Sikh temple attack united victim`s son, ex-racist

Six weeks after a white supremacist gunned down Pardeep Kaleka`s father and 5 others at a Sikh temple in US last year, Kaleka was skeptical when former skinhead reached out and invited him to dinner.

Oak Creek: Six weeks after a white supremacist gunned down Pardeep Kaleka`s father and five others at a Sikh temple in the US last year, Kaleka was skeptical when a former skinhead reached out and invited him to dinner.
But Kaleka accepted, and he`s grateful he did. Since then, the grieving son and repentant racist have formed an unlikely alliance, teaming up to preach a message of peace throughout Milwaukee, the largest city in Midwestern Wisconsin state.

In fact, they`ve grown so close that they got matching tattoos on their palms — the numbers 8-5-12, the date the gunman opened fire at a Milwaukee-area Sikh temple before killing himself minutes later.

It wasn`t easy for Kaleka to meet Arno Michaelis, a 42-year-old who admits he contributed so heavily to the white-power movement that he might have helped influence the shooter. Kaleka knows Michaelis` history his lead singing in a white supremacist band, the white-power and swastika tattoos, the countless fights and more than a dozen arrests.

But he also saw the good work Michaelis has done since he quit the racist movement in the mid-1990s. Kaleka, 37, wanted his father`s death to be a catalyst for peace, and he saw in Michaelis a partner whose story could reinforce the message that it`s possible to turn hate into love.

"We were both hoping ... We could take something tragic and turn it into something positive a learning experience for the entire community," Kaleka said. "We were both on that same mission, in our different ways."

Michaelis had written a book called "My Life After Hate," in which he describes how he lashed out at the world starting in kindergarten and how the birth of his daughter made him realize he needed to change. He also works with kids on community service projects.

Kaleka still has lingering fears that Michaelis might relapse and return to his old ways. But as he`s gotten to know Michaelis, he says the boulder of doubt has become a pebble. Michaelis, an information technology consultant, understands the skepticism. He knows he hurt so many people during his seven years in the white-supremacy movement that his sincerity will always be questioned, which is why he works even harder to regain people`s trust.
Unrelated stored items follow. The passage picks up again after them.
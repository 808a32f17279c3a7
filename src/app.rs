use std::net::SocketAddr;

use axum::{extract::DefaultBodyLimit, routing::get, Router};
use tower_http::{compression::CompressionLayer, cors::CorsLayer, trace::TraceLayer};

use crate::state::AppState;
use crate::{auth, bookings, reviews, tours, users};

pub fn build_app(state: AppState) -> Router {
    Router::new()
        .nest(
            "/api/v1",
            Router::new()
                .merge(auth::router())
                .merge(users::router())
                .merge(tours::router())
                .merge(reviews::router())
                .merge(bookings::router())
                .route("/health", get(|| async { "ok" })),
        )
        .with_state(state)
        .layer(CorsLayer::permissive())
        .layer(CompressionLayer::new())
        .layer(DefaultBodyLimit::max(64 * 1024))
        .layer(
            TraceLayer::new_for_http()
                .make_span_with(|req: &axum::http::Request<_>| {
                    let method = req.method().clone();
                    let uri = req.uri().clone();
                    tracing::info_span!("http_request", %method, uri = %uri)
                })
                .on_response(
                    |res: &axum::http::Response<_>,
                     _latency: std::time::Duration,
                     span: &tracing::Span| {
                        let status = res.status();
                        span.record("status", tracing::field::display(status));
                        if status.is_server_error() {
                            tracing::error!(%status, "response");
                        } else {
                            tracing::info!(%status, "response");
                        }
                    },
                ),
        )
}

pub async fn serve(app: Router) -> anyhow::Result<()> {
    let addr: SocketAddr = format!(
        "{}:{}",
        std::env::var("APP_HOST").unwrap_or_else(|_| "0.0.0.0".into()),
        std::env::var("APP_PORT").unwrap_or_else(|_| "8080".into())
    )
    .parse()?;

    tracing::info!("listening on {}", addr);
    let listener = tokio::net::TcpListener::bind(addr).await?;
    axum::serve(listener, app).await?;
    Ok(())
}
use axum::{
    extract::{Query, State},
    http::StatusCode,
    routing::get,
    Json, Router,
};
use serde::Deserialize;
use tracing::{info, instrument};
use uuid::Uuid;

use crate::{
    auth::jwt::{require_role, CurrentUser},
    bookings::repo::Booking,
    error::{ApiError, ApiResult},
    state::AppState,
    tours::repo::Tour,
    users::repo::Role,
};

pub fn router() -> Router<AppState> {
    Router::new()
        .route("/bookings", get(list_bookings).post(create_booking))
        .route("/bookings/me", get(my_bookings))
}

#[derive(Debug, Deserialize)]
pub struct CreateBookingRequest {
    pub tour_id: Uuid,
}

#[derive(Debug, Deserialize)]
pub struct Pagination {
    #[serde(default = "default_limit")]
    pub limit: i64,
    #[serde(default)]
    pub offset: i64,
}

fn default_limit() -> i64 {
    20
}

#[instrument(skip(state, user, payload))]
pub async fn create_booking(
    State(state): State<AppState>,
    CurrentUser(user): CurrentUser,
    Json(payload): Json<CreateBookingRequest>,
) -> ApiResult<(StatusCode, Json<Booking>)> {
    let tour = Tour::find_by_id(&state.db, payload.tour_id)
        .await?
        .ok_or_else(|| ApiError::NotFound("No tour found with that ID".into()))?;

    let booking = Booking::create(&state.db, tour.id, user.id, tour.price).await?;

    info!(booking_id = %booking.id, tour_id = %tour.id, user_id = %user.id, "booking created");
    Ok((StatusCode::CREATED, Json(booking)))
}

#[instrument(skip(state, user))]
pub async fn my_bookings(
    State(state): State<AppState>,
    CurrentUser(user): CurrentUser,
) -> ApiResult<Json<Vec<Booking>>> {
    Ok(Json(Booking::list_for_user(&state.db, user.id).await?))
}

#[instrument(skip(state, user))]
pub async fn list_bookings(
    State(state): State<AppState>,
    CurrentUser(user): CurrentUser,
    Query(p): Query<Pagination>,
) -> ApiResult<Json<Vec<Booking>>> {
    require_role(&user, &[Role::Admin])?;
    Ok(Json(Booking::list_all(&state.db, p.limit, p.offset).await?))
}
The two men have teamed up to create Serve2Unite, a community group that works to counter violence with peace. Kaleka, Michaelis and others visit middle schools and high schools, where Kaleka describes how gunman Wade Michael Page walked into the Sikh Temple of Wisconsin last year and killed six people he didn`t know. Then Michaelis describes how the gunman`s white-supremacist background was nearly identical to his own.

Invariably, the children are riveted, Kaleka said. Afterward several will come up and ask how they can get involved.

Kaleka and Michaelis look nothing alike. Kaleka is a clean-cut Indian who teaches high school social studies. Michaelis, who`s white, has both arms covered in tattoos that mask earlier racist messages. But as they sat together in the temple recently, just down the hallway from the bedroom where Kaleka`s father was shot, they seemed like brothers, insulting each other good-naturedly and arguing over who was more handsome.